Saturday, May 22, 2010

Harvey Milk

May 22, 2010 would be Harvey Milk's 80th birthday.  I'm almost too ashamed to admit it - but nearly all of my knowledge of Harvey Milk came after the biographical film was released in 2008 and subsequent research I've done in the days since.

I lived in California, less than 100 miles from San Francisco, when Harvey Milk was elected as the first openly gay city supervisor.  Sadly, however, I don't have much personal recollection of the events.  I do recall my parents talking about it briefly in a "what is the world coming to?" sort of tone; but, I was young, still in high school, and not too interested in current events.  I was serving on my LDS mission in Missouri when he was shot and killed in 1978 and was not even aware that it had happened.

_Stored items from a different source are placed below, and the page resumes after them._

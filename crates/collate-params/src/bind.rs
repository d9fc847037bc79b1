//! Binding of a [`FormBody`] onto a target value

use crate::{BindLimits, FieldPath, FormBody, FromFormValue, ParamError, ParamResult};
use chrono::{FixedOffset, Offset, Utc};

/// Longest raw value echoed back inside an error
const ERROR_VALUE_PREVIEW: usize = 64;

/// Values that can be populated from submitted fields
///
/// Implementations match on the path segments they understand and ignore the rest,
/// so unrelated fields in the same submission never fail a bind.
pub trait Bind {
	/// Apply one submitted field
	fn bind_field(&mut self, path: &FieldPath, raw: &str, ctx: &BindContext) -> ParamResult<()>;
}

/// Per-bind settings visible to coercions
#[derive(Debug, Clone, Copy, PartialEq, Eq)]
pub struct BindContext {
	default_offset: FixedOffset,
}

impl Default for BindContext {
	fn default() -> Self {
		Self {
			default_offset: Utc.fix(),
		}
	}
}

impl BindContext {
	/// Offset applied to timestamps submitted without a zone
	pub fn default_offset(&self) -> FixedOffset {
		self.default_offset
	}

	/// Coerce `raw` for the field at `path`, attaching the field name to failures
	pub fn coerce<T: FromFormValue>(&self, path: &FieldPath, raw: &str) -> ParamResult<T> {
		T::from_form_value(raw, self).map_err(|source| ParamError::InvalidValue {
			name: path.to_string(),
			value: preview(raw),
			source,
		})
	}
}

/// Applies submissions to [`Bind`] targets
///
/// # Examples
///
/// ```
/// use collate_params::{Binder, BindLimits, FormBody, ParamError};
///
/// let binder = Binder::new().with_limits(BindLimits {
///     max_fields: 1,
///     ..BindLimits::default()
/// });
/// let body = FormBody::parse("a=1&b=2").unwrap();
/// let mut ignored = ();
/// assert!(matches!(
///     binder.bind(&body, &mut ignored),
///     Err(ParamError::TooManyFields { .. })
/// ));
/// ```
#[derive(Debug, Clone, Default)]
pub struct Binder {
	limits: BindLimits,
	context: BindContext,
}

impl Binder {
	/// Binder with default limits and UTC for zoneless timestamps
	pub fn new() -> Self {
		Self::default()
	}

	/// Replace the input-safety limits
	pub fn with_limits(mut self, limits: BindLimits) -> Self {
		self.limits = limits;
		self
	}

	/// Offset used for timestamps submitted without a zone
	pub fn with_default_offset(mut self, offset: FixedOffset) -> Self {
		self.context.default_offset = offset;
		self
	}

	/// Current limits
	pub fn limits(&self) -> &BindLimits {
		&self.limits
	}

	/// Bind every field of `body` onto `target`
	///
	/// Limits are checked first; a violation binds nothing. Fields are then applied in
	/// submission order and binding stops at the first failure, leaving the fields before
	/// it applied.
	pub fn bind<T: Bind + ?Sized>(&self, body: &FormBody, target: &mut T) -> ParamResult<()> {
		self.limits.check(body)?;

		for (name, raw) in body.iter() {
			let path = FieldPath::parse(name)?;
			target.bind_field(&path, raw, &self.context)?;
		}

		Ok(())
	}
}

impl Bind for () {
	fn bind_field(&mut self, _path: &FieldPath, _raw: &str, _ctx: &BindContext) -> ParamResult<()> {
		Ok(())
	}
}

fn preview(raw: &str) -> String {
	match raw.char_indices().nth(ERROR_VALUE_PREVIEW) {
		Some((cut, _)) => format!("{}…", &raw[..cut]),
		None => raw.to_string(),
	}
}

Contrast that to a year earlier, while on my mission, when Elvis Presley died - when my companion and I were having to console one of our investigators who was totally distraught over the news.  The sad truth is, on the national stage, Harvey Milk was barely a blip back in the 70's.

While Harvey Milk's influence may have been localized during his life - his vision has grown since his death to be larger than life.  I imagine more people today could tell you who Harvey Milk was than could tell you the name of their state legislators.

His legacy has left us with the following memorable quotes
“My name is Harvey Milk and I'm here to recruit you.”

“I cannot prevent anyone from getting angry, or mad, or frustrated. I can only hope that they’ll turn that anger and frustration and madness into something positive, so that two, three, four, five hundred will step forward, so the gay doctors will come out, the gay lawyers, the gay judges, gay bankers, gay architects … I hope that every professional gay will say ‘enough’, come forward and tell everybody, wear a sign, let the world know. Maybe that will help.”

“More people have been slaughtered in the name of religion than for any other single reason. That, my friends, that is true perversion.”

“all young people, regardless of sexual orientation or identity, deserve a safe and supportive environment in which to achieve their full potential.”

“If a bullet should go through my head let that bullet go through every closet door.”

“I know that you cannot live on hope alone, but without it, life is not worth living. And you… And you… And you… Gotta give em hope.”

“All men are created equal. No matter how hard you try, you can never erase those words.”

“Hope will never be silent”
While the world is not perfect, it is a safer environment for homosexuals today than it was during Harvey Milk's lifetime - Regardless of where we are - married, partnered, or single, sexually active or celibate, believer or non-believer - all of us have benefited from the tireless hours he, and others, put forth for our behalf.

Let us not forget - and keep his memory alive.

1 comment:

Anonymous said...

I read somewhere that in the 50's you didn't come out; you got caught.

A friend told me you could go weeks without a single sign homosexuality existed.

Another friend told me gay bars weren't safe because the person you were chatting up might turn out to be a cop.

Propositioning someone, holding hands, even dancing with a same sex partner were crimes.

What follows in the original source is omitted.